保坂さんがここで言う思考とは、世界がどういったものであり、世界と自分はどういった関係であるのかを考えることを指す。<死>や<永遠>といった言葉の中身は本来、絶対に知りえないものである。そして、私はこれらの言葉と並んで、先ほどの「大人」と「子ども」に関しても同様のことがいえるのではないかと考えている。それだけではなく、保坂さんは、そもそも私たちのこの身体それ自体が「理解できないもの」、「知りえないもの」なのではないだろうかという。
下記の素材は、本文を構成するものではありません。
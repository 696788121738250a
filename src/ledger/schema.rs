//! SQLite schema (SPEC_FULL.md §6.3/§6.4), applied idempotently at startup.
//!
//! Grounded on the teacher's `signals/db_storage.rs` (`CREATE TABLE IF NOT
//! EXISTS` script + `PRAGMA journal_mode=WAL`). The nullable
//! `(portfolioScope, followedUserId, groupKey)` compound unique is solved
//! per §9's "null -> sentinel" note: a global-scope row's `followed_user_id`
//! is stored as `''` rather than `NULL`, so a plain `UNIQUE` index applies.

pub const SCHEMA_SQL: &str = r#"
CREATE TABLE IF NOT EXISTS copy_attempts (
    id                              TEXT PRIMARY KEY,
    portfolio_scope                 TEXT NOT NULL,
    followed_user_id                TEXT NOT NULL DEFAULT '',
    group_key                       TEXT NOT NULL,
    decision                        TEXT NOT NULL,
    reason_codes                    TEXT NOT NULL,
    source_type                     TEXT NOT NULL,
    buffered_trade_count            INTEGER NOT NULL,
    target_notional_micros          TEXT NOT NULL,
    filled_notional_micros          TEXT NOT NULL,
    filled_share_micros             TEXT NOT NULL,
    vwap_price_micros               INTEGER NOT NULL,
    filled_ratio_bps                INTEGER NOT NULL,
    their_reference_price_micros    INTEGER NOT NULL,
    mid_price_micros_at_decision    INTEGER NOT NULL,
    created_at                      TEXT NOT NULL
);

CREATE UNIQUE INDEX IF NOT EXISTS idx_copy_attempts_scope_key
    ON copy_attempts (portfolio_scope, followed_user_id, group_key);

CREATE TABLE IF NOT EXISTS executable_fills (
    id                      TEXT PRIMARY KEY,
    copy_attempt_id         TEXT NOT NULL REFERENCES copy_attempts(id),
    filled_share_micros     TEXT NOT NULL,
    fill_price_micros       INTEGER NOT NULL,
    fill_notional_micros    TEXT NOT NULL
);

CREATE INDEX IF NOT EXISTS idx_executable_fills_attempt
    ON executable_fills (copy_attempt_id);

CREATE TABLE IF NOT EXISTS ledger_entries (
    id                      TEXT PRIMARY KEY,
    portfolio_scope         TEXT NOT NULL,
    followed_user_id        TEXT NOT NULL DEFAULT '',
    market_id               TEXT NOT NULL,
    asset_id                TEXT NOT NULL,
    entry_type              TEXT NOT NULL,
    share_delta_micros      TEXT NOT NULL,
    cash_delta_micros       TEXT NOT NULL,
    price_micros            INTEGER NOT NULL,
    ref_id                  TEXT NOT NULL,
    created_at               TEXT NOT NULL
);

CREATE UNIQUE INDEX IF NOT EXISTS idx_ledger_entries_idempotency
    ON ledger_entries (portfolio_scope, followed_user_id, ref_id, entry_type);

CREATE INDEX IF NOT EXISTS idx_ledger_entries_asset
    ON ledger_entries (portfolio_scope, followed_user_id, asset_id);

CREATE TABLE IF NOT EXISTS portfolio_snapshots (
    portfolio_scope     TEXT NOT NULL,
    followed_user_id    TEXT NOT NULL DEFAULT '',
    bucket_time         TEXT NOT NULL,
    equity_micros       INTEGER NOT NULL,
    exposure_micros     INTEGER NOT NULL,
    cash_micros         INTEGER NOT NULL
);

CREATE UNIQUE INDEX IF NOT EXISTS idx_portfolio_snapshots_key
    ON portfolio_snapshots (portfolio_scope, followed_user_id, bucket_time);

CREATE TABLE IF NOT EXISTS market_price_snapshots (
    asset_id                TEXT NOT NULL,
    bucket_time             TEXT NOT NULL,
    midpoint_price_micros   INTEGER NOT NULL
);

CREATE UNIQUE INDEX IF NOT EXISTS idx_market_price_snapshots_key
    ON market_price_snapshots (asset_id, bucket_time);

CREATE TABLE IF NOT EXISTS resolved_tokens (
    token_id        TEXT PRIMARY KEY,
    resolved_at     TEXT NOT NULL
);
"#;
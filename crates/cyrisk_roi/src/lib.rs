//! # cyrisk_roi: Control Investment Economics (L4)
//!
//! Return-on-security-investment analytics built on the simulation kernel:
//! control ROI with NPV and payback, treatment-option comparison, a
//! budget-constrained greedy control selector, breakeven thresholds, and
//! one-factor-at-a-time sensitivity analysis.
//!
//! ## Architecture
//!
//! ```text
//! ┌─────────────────────────────────────────┐
//! │            cyrisk_roi (L4)              │
//! ├─────────────────────────────────────────┤
//! │  roi/         - ROSI, NPV, payback      │
//! │  treatment/   - Option ranking          │
//! │  optimizer/   - Greedy budget selection │
//! │  breakeven/   - Viability thresholds    │
//! │  sensitivity/ - One-factor variations   │
//! └─────────────────────────────────────────┘
//!          ↓
//! ┌─────────────────────────────────────────┐
//! │            cyrisk_sim (L2)              │
//! │  Monte Carlo loss simulation, metrics   │
//! └─────────────────────────────────────────┘
//! ```
//!
//! ## Degradation
//!
//! Malformed risk parameters flow through the simulation pipeline as
//! zero-loss distributions, so every operation here stays total: ROI
//! degrades to 0%, payback to infinity, selections to the empty set.
//!
//! ## Example
//!
//! ```
//! use cyrisk_core::types::RiskParameters;
//! use cyrisk_roi::roi::{calculate_control_roi, ControlCost, RoiConfig};
//! use cyrisk_sim::config::SimulationConfig;
//!
//! let current = RiskParameters::new(0.30, 50_000.0, 500_000.0);
//! let residual = RiskParameters::new(0.10, 20_000.0, 150_000.0);
//! let cost = ControlCost::new(10_000.0, 25_000.0);
//!
//! let sim = SimulationConfig::builder().iterations(10_000).build().unwrap();
//! let roi = calculate_control_roi(&cost, &current, &residual, &RoiConfig::default(), &sim);
//!
//! assert!(roi.risk_reduction > 0.0);
//! assert!(roi.payback_years.is_finite());
//! ```

#![deny(missing_docs)]
#![deny(rustdoc::broken_intra_doc_links)]
#![deny(rustdoc::private_intra_doc_links)]

pub mod breakeven;
pub mod optimizer;
pub mod roi;
pub mod sensitivity;
pub mod treatment;

pub use breakeven::{calculate_breakeven, BreakevenAnalysis};
pub use optimizer::{optimize_control_selection, ControlCandidate, OptimalControlSet, SelectedControl};
pub use roi::{
    calculate_control_roi, control_roi_from_ales, ControlCost, ControlRoi, RoiConfig, RoiRating,
};
pub use sensitivity::{sensitivity_analysis, RoiSensitivity, SensitivityPoint};
pub use treatment::{compare_treatment_options, TreatmentComparison, TreatmentOption};
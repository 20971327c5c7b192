//! Elicited risk parameters for a single scenario.
//!
//! A scenario is described by its annual occurrence probability and a 90%
//! confidence interval for loss severity: the analyst asserts the loss, if
//! the event occurs, falls between `lower_bound` and `upper_bound` with 90%
//! confidence (5th/95th percentile of a lognormal severity distribution).

/// Elicited parameters for one risk scenario.
///
/// # Validity
///
/// A parameter set is *valid* when `probability >= 0`, both bounds are
/// positive and finite, and `lower_bound <= upper_bound`. Equal bounds are
/// accepted and treated as a point estimate (the calibrator clamps the
/// dispersion to a small positive floor).
///
/// Invalid parameter sets are deliberately constructible: batch analyses
/// must tolerate partially specified scenarios, so downstream consumers map
/// invalid parameters to an all-zero loss distribution rather than failing.
///
/// # Examples
///
/// ```rust
/// use cyrisk_core::types::RiskParameters;
///
/// let params = RiskParameters::new(0.10, 10_000.0, 100_000.0);
/// assert!(params.is_valid());
///
/// // Inconsistent bounds do not panic; they degrade downstream.
/// let bad = RiskParameters::new(0.10, 100_000.0, 10_000.0);
/// assert!(!bad.is_valid());
/// ```
#[derive(Clone, Copy, Debug, PartialEq)]
#[cfg_attr(feature = "serde", derive(serde::Serialize, serde::Deserialize))]
pub struct RiskParameters {
    /// Annual occurrence probability in [0, 1].
    pub probability: f64,
    /// 5th percentile of loss severity (currency units, > 0).
    pub lower_bound: f64,
    /// 95th percentile of loss severity (currency units, >= lower_bound).
    pub upper_bound: f64,
}

impl RiskParameters {
    /// Creates a new parameter set without validation.
    ///
    /// Validation is intentionally deferred to [`RiskParameters::is_valid`]
    /// so that malformed records can flow through batch pipelines and
    /// degrade to zero-risk results.
    #[inline]
    pub fn new(probability: f64, lower_bound: f64, upper_bound: f64) -> Self {
        Self {
            probability,
            lower_bound,
            upper_bound,
        }
    }

    /// Checks whether the parameters describe a usable scenario.
    #[inline]
    pub fn is_valid(&self) -> bool {
        self.probability >= 0.0
            && self.probability.is_finite()
            && self.lower_bound > 0.0
            && self.lower_bound.is_finite()
            && self.upper_bound.is_finite()
            && self.upper_bound >= self.lower_bound
    }

    /// Returns the occurrence probability clamped to [0, 1].
    #[inline]
    pub fn effective_probability(&self) -> f64 {
        self.probability.clamp(0.0, 1.0)
    }

    /// Returns a copy with the occurrence probability scaled by `factor`,
    /// capped at 1.0.
    ///
    /// Used by the stress tester for probability-multiplier perturbations.
    #[inline]
    pub fn with_probability_scaled(&self, factor: f64) -> Self {
        Self {
            probability: (self.probability * factor).min(1.0),
            ..*self
        }
    }

    /// Returns a copy with both severity bounds scaled by `factor`.
    ///
    /// Used by the stress tester for impact-multiplier perturbations.
    #[inline]
    pub fn with_impact_scaled(&self, factor: f64) -> Self {
        Self {
            lower_bound: self.lower_bound * factor,
            upper_bound: self.upper_bound * factor,
            ..*self
        }
    }
}

/// A named risk scenario: the record the portfolio layer consumes.
///
/// # Examples
///
/// ```rust
/// use cyrisk_core::types::{RiskParameters, ScenarioSpec};
///
/// let scenario = ScenarioSpec::new(
///     "Ransomware outbreak",
///     RiskParameters::new(0.2, 50_000.0, 200_000.0),
/// );
/// assert_eq!(scenario.name, "Ransomware outbreak");
/// ```
#[derive(Clone, Debug, PartialEq)]
#[cfg_attr(feature = "serde", derive(serde::Serialize, serde::Deserialize))]
pub struct ScenarioSpec {
    /// Human-readable scenario name (unique within one analysis).
    pub name: String,
    /// Elicited likelihood and severity parameters.
    pub params: RiskParameters,
}

impl ScenarioSpec {
    /// Creates a new named scenario.
    #[inline]
    pub fn new(name: impl Into<String>, params: RiskParameters) -> Self {
        Self {
            name: name.into(),
            params,
        }
    }
}
//! Ordered threshold tables for qualitative rating bands.
//!
//! Rating bands (ROI rating, concentration level) are data: an ordered
//! sequence of `(lower_bound, label)` pairs consulted top-down. Keeping
//! them as tables rather than chained conditionals makes the thresholds
//! testable in isolation and trivially adjustable.

/// An ordered lookup table mapping a numeric measure to a qualitative label.
///
/// Bands are held sorted descending by lower bound; classification returns
/// the label of the first band whose bound the value strictly exceeds, or
/// the default label when no band matches.
///
/// # Examples
///
/// ```rust
/// use cyrisk_core::ratings::RatingScale;
///
/// let scale = RatingScale::new(
///     vec![(200.0, "excellent"), (50.0, "good"), (0.0, "acceptable")],
///     "poor",
/// );
/// assert_eq!(scale.classify(500.0), "excellent");
/// assert_eq!(scale.classify(75.0), "good");
/// assert_eq!(scale.classify(-10.0), "poor");
/// ```
#[derive(Clone, Debug)]
pub struct RatingScale<L> {
    bands: Vec<(f64, L)>,
    default: L,
}

impl<L: Copy> RatingScale<L> {
    /// Creates a scale from `(lower_bound, label)` bands and a default
    /// label for values below every band.
    ///
    /// Bands may be supplied in any order; they are sorted descending so
    /// classification is a single top-down scan.
    pub fn new(mut bands: Vec<(f64, L)>, default: L) -> Self {
        bands.sort_by(|a, b| b.0.partial_cmp(&a.0).unwrap_or(std::cmp::Ordering::Equal));
        Self { bands, default }
    }

    /// Returns the label of the first band whose lower bound `value`
    /// strictly exceeds.
    pub fn classify(&self, value: f64) -> L {
        for &(lower_bound, label) in &self.bands {
            if value > lower_bound {
                return label;
            }
        }
        self.default
    }

    /// Returns the bands in descending bound order.
    pub fn bands(&self) -> &[(f64, L)] {
        &self.bands
    }
}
我々の身体は言葉の記号性におさまるようなものではない、言葉だけで説明できるものではないと。そんな「理解できないもの」、「知りえないもの」とは分かっておきながらも、思考を続けることが大事だと保坂さんは言う。私はこの思考するということを次のように考えた。確かに、言葉で「死」というものを表すことはできない。この「死」という言葉だけで「死」が一体どういったものかを理解することはできない。しかし、理解しえないとは言えども、「死」に関して考えを巡らせるときに、「死」というものがグッと自分の方に寄ってくるような気はしないだろうか。漠然としてはいるが、単に「死」という言葉を見たときとは異なり、「死」について思考している間、「死」というものが身近に感じられないだろうか。このような感覚をひたすらに手繰り寄せ続けることを、思考を続けるというのではないかと私は感じた。

 

思考する

そして、思考するという行為は単に言葉のみによって行われるものではない。

 

 「こういうことは音楽でしか表現できない」と感じたときに、私たちはその音楽を通じて、世界についてのイマジネーションを得ているのだ。世界というのは言葉を超えたもので、音楽のイマジネーションや絵画のイマジネーションによって、それを予感することしかできない。 p214 

 

それぞれが自分の経験によって得た世界像や、世界と自分との関りを、音楽や絵の形にするという行為をもって思考することもあるのだ。そして、小説も単に言葉というものではないと保坂さんは言う。

 

ことあるごとに言っていることだが、小説もまた本質においては言葉を超えたものであって、小説に流れる時間のうねりのようなものによって読者は遠いところまで連れて行かれて、その時間の渦の中にいるときだけ世界についてのイマジネーションが与えられる。 p214 

 

保坂さんは別の著書においても、小説は小説を読んでいる間しか存在しないと言っている。これは小説を読んでいる間にのみ、小説に流れる時間のうねりのようなものによって思考が生み出され、世界に対する感覚を手繰り寄せることができるということではないだろうか。

 

 

思考を放棄してしまえば、世界は途端につまらないものになってしまうのではないか。思考し続ける、それが人生を感じられる唯一の方法であると、この本から学べた気がする。